In our 20s and 30s we all know that one person who is really good at toxic and drama-free living. No patience for the bullsh*t that clouds the rest of our every day relationships. No he said/she said, did you knows or innuendos. Straight shooters. No time for the let me tell you… They live in a Drama Free Zone.
Gosh I envied those people.
Not that I caused drama during my young adult life. I truly didn’t. Anyone who knows me knows I kept my head to the ground. I focused on taking care of my sons, family, career and charitable works. I am both a Mother and a Mentor, I wanted to have a reputation for bringing good things to fruition.
I am a nurturer. I live to serve others.
As I hadn’t yet fully embraced my personal boundaries, drama and toxicity followed me like a magnet. My hopes for living in a Drama Free Zone went out the window.
I was and still am a good listener and as a result people brought me their tales of woe, the lethal visitors. Being the nurturing person I am and not fully understanding the mistake I was making, I listened. Sometimes I made the ultimate mistake and advised.
Why didn’t I just jump into the ocean with a rock tied around my ankles instead???
When you advise a lethal visitor, you open up the door for more lethal visitors. A vicious cycle that just won’t stop. I was not only NOT in a Drama Free Zone, I was the Mayor of Dramaville.
I would sit in a room of people and know that half of them couldn’t stand the other half. One of the lethal visitors would follow me around, recounting the sins of everyone in the room.
Let he who has not sinned cast the first stone…

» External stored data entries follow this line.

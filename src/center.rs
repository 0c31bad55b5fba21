//! The notification center: owner of all notification state for a session.
//!
//! It plays the role of the dashboard shell. Stream payloads, backlog results
//! and read-marking outcomes are all folded in here, on one thread; every
//! other part of the program only reads the state it exposes.

use std::sync::mpsc::{self, Receiver, RecvTimeoutError, Sender};
use std::time::{Duration, Instant};

use tracing::{debug, info, warn};

use crate::api::NotificationApi;
use crate::config::{Config, MergeStrategy, ReadSync};
use crate::consts::LOOP_TICK;
use crate::core::{NotificationState, StreamPayload, View, map_records};
use crate::desktop::{Permission, SystemNotifier};
use crate::error::{ApiError, StreamError};
use crate::session::Session;
use crate::stream::{FeedEvent, Subscription, SubscriptionHandle};
use crate::toast::{ToastKind, ToastMessage, ToastSlot};
use crate::utils::Clock;

pub(crate) const MARK_ALL_OK: &str = "All notifications marked as read";
pub(crate) const MARK_ALL_FAILED: &str = "Failed to mark notifications as read";

#[derive(Debug, Clone, Copy)]
pub(crate) struct CenterOptions {
    pub(crate) merge: MergeStrategy,
    pub(crate) read_sync: ReadSync,
    pub(crate) reconnect_delay: Duration,
    pub(crate) min_spinner: Duration,
    pub(crate) toast_timeout: Duration,
}

impl From<&Config> for CenterOptions {
    fn from(config: &Config) -> Self {
        CenterOptions {
            merge: config.merge,
            read_sync: config.read_sync,
            reconnect_delay: config.reconnect_delay(),
            min_spinner: config.min_spinner(),
            toast_timeout: config.toast_timeout(),
        }
    }
}

/// Something observable happened while processing events
#[derive(Debug, Clone, PartialEq)]
pub(crate) enum CenterEvent {
    Connected,
    RecentUpdated,
    ServerError(String),
    Disconnected(StreamError),
    Reconnecting,
    ToastExpired,
}

/// Result of a user-initiated mark operation
#[derive(Debug, Clone, Copy, PartialEq, Eq)]
pub(crate) enum MarkOutcome {
    /// No session, nothing attempted
    Skipped,
    /// Nothing unread in the displayed list, no call made
    NothingToDo,
    Applied,
    Failed,
}

#[derive(Debug, Clone, Copy, PartialEq, Eq)]
pub(crate) enum RunUntil {
    FirstBatch,
    Forever,
}

pub(crate) struct NotificationCenter<A, S, N, C> {
    session: Option<Session>,
    api: A,
    subscription: S,
    notifier: N,
    clock: C,
    options: CenterOptions,
    state: NotificationState,
    view: View,
    loading: bool,
    marking_all: bool,
    permission: Permission,
    toast: ToastSlot,
    feed: Option<SubscriptionHandle>,
    reconnect_at: Option<Instant>,
    tx: Sender<FeedEvent>,
    rx: Receiver<FeedEvent>,
}

impl<A, S, N, C> NotificationCenter<A, S, N, C>
where
    A: NotificationApi,
    S: Subscription,
    N: SystemNotifier,
    C: Clock,
{
    pub(crate) fn new(
        session: Option<Session>,
        api: A,
        subscription: S,
        notifier: N,
        clock: C,
        options: CenterOptions,
    ) -> Self {
        let (tx, rx) = mpsc::channel();
        NotificationCenter {
            session,
            api,
            subscription,
            notifier,
            clock,
            options,
            state: NotificationState::default(),
            view: View::Recent,
            loading: false,
            marking_all: false,
            permission: Permission::Denied,
            toast: ToastSlot::new(options.toast_timeout),
            feed: None,
            reconnect_at: None,
            tx,
            rx,
        }
    }

    pub(crate) fn state(&self) -> &NotificationState {
        &self.state
    }

    pub(crate) fn view(&self) -> View {
        self.view
    }

    pub(crate) fn has_session(&self) -> bool {
        self.session.is_some()
    }

    pub(crate) fn is_loading(&self) -> bool {
        self.loading
    }

    #[cfg(test)]
    pub(crate) fn is_marking_all(&self) -> bool {
        self.marking_all
    }

    #[cfg(test)]
    pub(crate) fn is_connected(&self) -> bool {
        self.feed.as_ref().is_some_and(|f| !f.is_closed())
    }

    pub(crate) fn toast(&self) -> Option<ToastMessage> {
        self.toast.get(self.clock.now())
    }

    #[cfg(test)]
    pub(crate) fn notifier(&self) -> &N {
        &self.notifier
    }

    // ─── Lifecycle ─────────────────────────────────────────────────────────

    /// Session start: popup permission, backlog prefetch, stream open
    pub(crate) fn start(&mut self) {
        if self.session.is_none() {
            debug!("no session, notification center idle");
            return;
        }
        self.permission = if self.notifier.is_supported() {
            self.notifier.request_permission()
        } else {
            Permission::Denied
        };
        self.load_backlog();
        self.connect();
    }

    /// Open the stream only (no backlog prefetch)
    pub(crate) fn connect(&mut self) {
        let Some(session) = &self.session else {
            return;
        };
        if let Some(old) = self.feed.take() {
            old.unsubscribe();
        }
        self.loading = true;
        self.reconnect_at = None;
        debug!(npp = %session.npp, "subscribing to notification stream");
        self.feed = Some(self.subscription.subscribe(session, self.tx.clone()));
    }

    /// Close the stream, forget the session and all state
    pub(crate) fn logout(&mut self) {
        if let Some(feed) = self.feed.take() {
            feed.unsubscribe();
        }
        self.session = None;
        self.reconnect_at = None;
        self.loading = false;
        self.state = NotificationState::default();
        self.view = View::Recent;
    }

    // ─── Stream side ───────────────────────────────────────────────────────

    /// Drain whatever the feed has delivered so far, without blocking
    pub(crate) fn pump(&mut self) -> Vec<CenterEvent> {
        let mut events = Vec::new();
        while let Ok(event) = self.rx.try_recv() {
            events.extend(self.handle_feed_event(event));
        }
        events
    }

    /// Timers: reconnect delay and toast expiry
    pub(crate) fn tick(&mut self) -> Vec<CenterEvent> {
        let now = self.clock.now();
        let mut events = Vec::new();

        if let Some(at) = self.reconnect_at
            && now >= at
        {
            let closed = self.feed.as_ref().is_none_or(SubscriptionHandle::is_closed);
            if closed {
                info!("reconnecting notification stream");
                self.connect();
                events.push(CenterEvent::Reconnecting);
            } else {
                self.reconnect_at = Some(now + self.options.reconnect_delay);
            }
        }

        if self.toast.expire(now) {
            events.push(CenterEvent::ToastExpired);
        }
        events
    }

    fn handle_feed_event(&mut self, event: FeedEvent) -> Vec<CenterEvent> {
        match event {
            FeedEvent::Message(text) => self.on_stream_message(&text),
            FeedEvent::Failed(error) => vec![self.on_stream_failure(error)],
        }
    }

    fn on_stream_message(&mut self, text: &str) -> Vec<CenterEvent> {
        let payload = match StreamPayload::parse(text) {
            Ok(payload) => payload,
            Err(e) => {
                warn!(error = %e, "malformed stream payload");
                return Vec::new();
            }
        };

        let mut events = Vec::new();
        if payload.connected {
            self.loading = false;
            events.push(CenterEvent::Connected);
        }
        if let Some(error) = payload.error {
            warn!(error = %error, "notification stream reported an error");
            self.loading = false;
            events.push(CenterEvent::ServerError(error));
        }
        if let Some(records) = payload.data {
            let batch = map_records(&records);
            debug!(count = batch.len(), unread = ?payload.unread_count, "stream batch");
            let popup =
                self.state
                    .apply_stream_batch(batch, payload.unread_count, self.options.merge);
            self.loading = false;
            if let Some(n) = popup
                && self.permission == Permission::Granted
                && self.notifier.is_supported()
            {
                self.notifier.show(&n.title, &n.message);
            }
            events.push(CenterEvent::RecentUpdated);
        }
        events
    }

    fn on_stream_failure(&mut self, error: StreamError) -> CenterEvent {
        warn!(error = %error, "notification stream failed");
        if let Some(feed) = &self.feed {
            feed.unsubscribe();
        }
        self.loading = false;
        self.state.clear_stream();
        self.reconnect_at = Some(self.clock.now() + self.options.reconnect_delay);
        CenterEvent::Disconnected(error)
    }

    /// Block on the feed, reporting each event to `on_event`.
    ///
    /// With [`RunUntil::FirstBatch`] the loop ends at the first batch or the
    /// first failure (no reconnect) and returns the event that ended it.
    /// Either mode ends when `on_event` logs the center out.
    pub(crate) fn run<F>(&mut self, until: RunUntil, mut on_event: F) -> Option<CenterEvent>
    where
        F: FnMut(&mut Self, &CenterEvent),
    {
        self.session.as_ref()?;
        loop {
            let mut events = match self.rx.recv_timeout(LOOP_TICK) {
                Ok(event) => self.handle_feed_event(event),
                Err(RecvTimeoutError::Timeout) => Vec::new(),
                Err(RecvTimeoutError::Disconnected) => return None,
            };
            events.extend(self.tick());

            let mut finished = None;
            for event in events {
                on_event(self, &event);
                let terminal = matches!(
                    event,
                    CenterEvent::RecentUpdated
                        | CenterEvent::ServerError(_)
                        | CenterEvent::Disconnected(_)
                );
                if until == RunUntil::FirstBatch && terminal && finished.is_none() {
                    finished = Some(event);
                }
            }
            if self.session.is_none() {
                return finished;
            }
            if finished.is_some() {
                if let Some(feed) = self.feed.take() {
                    feed.unsubscribe();
                }
                self.reconnect_at = None;
                return finished;
            }
        }
    }

    // ─── Backlog side ──────────────────────────────────────────────────────

    /// Fetch the full history into `all`; failures are logged only
    pub(crate) fn load_backlog(&mut self) -> bool {
        let Some(session) = &self.session else {
            return false;
        };
        match self.api.fetch_all(session) {
            Ok(records) => {
                let list = map_records(&records);
                self.state.apply_backlog(list, self.options.merge);
                debug!(count = self.state.total_count, "backlog loaded");
                true
            }
            Err(e) => {
                warn!(error = %e, "failed to load notification backlog");
                false
            }
        }
    }

    /// Switch the displayed list; the backlog is fetched while still empty
    pub(crate) fn set_view(&mut self, view: View) {
        self.view = view;
        if view == View::All && self.state.all.is_empty() {
            self.load_backlog();
        }
    }

    // ─── Read-state mutation ───────────────────────────────────────────────

    pub(crate) fn mark_one(&mut self, id: i64) -> MarkOutcome {
        let Some(session) = &self.session else {
            return MarkOutcome::Skipped;
        };

        match self.options.read_sync {
            ReadSync::Optimistic => match self.api.mark_one(session, id) {
                Ok(()) => {
                    self.state.mark_one_read(id);
                    MarkOutcome::Applied
                }
                Err(e) if e.is_response() => {
                    // Answered but not OK: the local update still stands
                    warn!(notification_id = id, error = %e, "mark-one not acknowledged");
                    self.state.mark_one_read(id);
                    MarkOutcome::Applied
                }
                Err(e) => {
                    warn!(notification_id = id, error = %e, "mark-one failed");
                    MarkOutcome::Failed
                }
            },
            ReadSync::Rollback => {
                let snapshot = self.state.clone();
                self.state.mark_one_read(id);
                match self.api.mark_one(session, id) {
                    Ok(()) => MarkOutcome::Applied,
                    Err(e) => {
                        warn!(notification_id = id, error = %e, "mark-one failed, rolling back");
                        self.state = snapshot;
                        MarkOutcome::Failed
                    }
                }
            }
        }
    }

    /// Mark the unread items of the displayed list
    pub(crate) fn mark_all_displayed(&mut self) -> MarkOutcome {
        if self.session.is_none() {
            return MarkOutcome::Skipped;
        }
        let unread = self.state.unread_ids(self.view);
        if unread.is_empty() {
            return MarkOutcome::NothingToDo;
        }
        debug!(count = unread.len(), "marking displayed notifications read");

        let snapshot = self.begin_mark_all();
        let result = match &self.session {
            Some(session) => self.api.mark_recent(session),
            None => return MarkOutcome::Skipped,
        };
        self.finish_mark_all(snapshot, result)
    }

    /// Mark everything for this employee server-side, whatever is loaded
    pub(crate) fn mark_all_global(&mut self) -> MarkOutcome {
        if self.session.is_none() {
            return MarkOutcome::Skipped;
        }
        self.marking_all = true;
        let started = self.clock.now();

        let snapshot = self.begin_mark_all();
        let result = match &self.session {
            Some(session) => self.api.mark_global(session),
            None => return MarkOutcome::Skipped,
        };

        // Hold the spinner for a minimum visible duration
        let elapsed = self.clock.now().saturating_duration_since(started);
        if elapsed < self.options.min_spinner {
            self.clock.sleep(self.options.min_spinner - elapsed);
        }
        self.marking_all = false;
        self.finish_mark_all(snapshot, result)
    }

    /// Rollback mode applies up front and hands back the pre-call state
    fn begin_mark_all(&mut self) -> Option<NotificationState> {
        match self.options.read_sync {
            ReadSync::Optimistic => None,
            ReadSync::Rollback => {
                let snapshot = self.state.clone();
                self.state.mark_everything_read();
                Some(snapshot)
            }
        }
    }

    fn finish_mark_all(
        &mut self,
        snapshot: Option<NotificationState>,
        result: Result<(), ApiError>,
    ) -> MarkOutcome {
        let now = self.clock.now();
        match result {
            Ok(()) => {
                self.state.mark_everything_read();
                self.toast.show(MARK_ALL_OK, ToastKind::Success, now);
                MarkOutcome::Applied
            }
            Err(e) => {
                warn!(error = %e, "mark-all failed");
                if let Some(snapshot) = snapshot {
                    self.state = snapshot;
                }
                self.toast.show(MARK_ALL_FAILED, ToastKind::Error, now);
                MarkOutcome::Failed
            }
        }
    }

    pub(crate) fn dismiss_toast(&mut self) {
        self.toast.dismiss();
    }
}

Drama and toxicity are exhausting. Mentally, emotionally and physically. I dreaded being around certain people because I knew, at the end of the night my head would be reeling from all the spin-doctoring and slander. I thought I was doing the right thing by being there for them.
All I was doing was chasing toxic.
I learned a valuable lesson in my 40s, I didn’t want that type of mental hopscotch anymore, with ANYONE – family or friend. I resigned my position as the Mayor of Dramaville and discovered the true value in my personal boundaries.
I began the process of elimination. If you didn’t love me or those that I loved, you had to go. A few went, some are still going. It’s not easy process to evict a lethal visitor. Even harder if they’re in your family. However what has to be done, has to be done, no matter what the relationship.
Like squatters in an abandoned building. Lethal visitors set up camp and it’s a struggle to get them out.
As we go into our 50s, we deserve to surround ourselves with people we respect and who respect our boundaries in return. We shouldn’t expect full reciprocity in all things, but someone that makes you smile versus cringe is a pretty good start.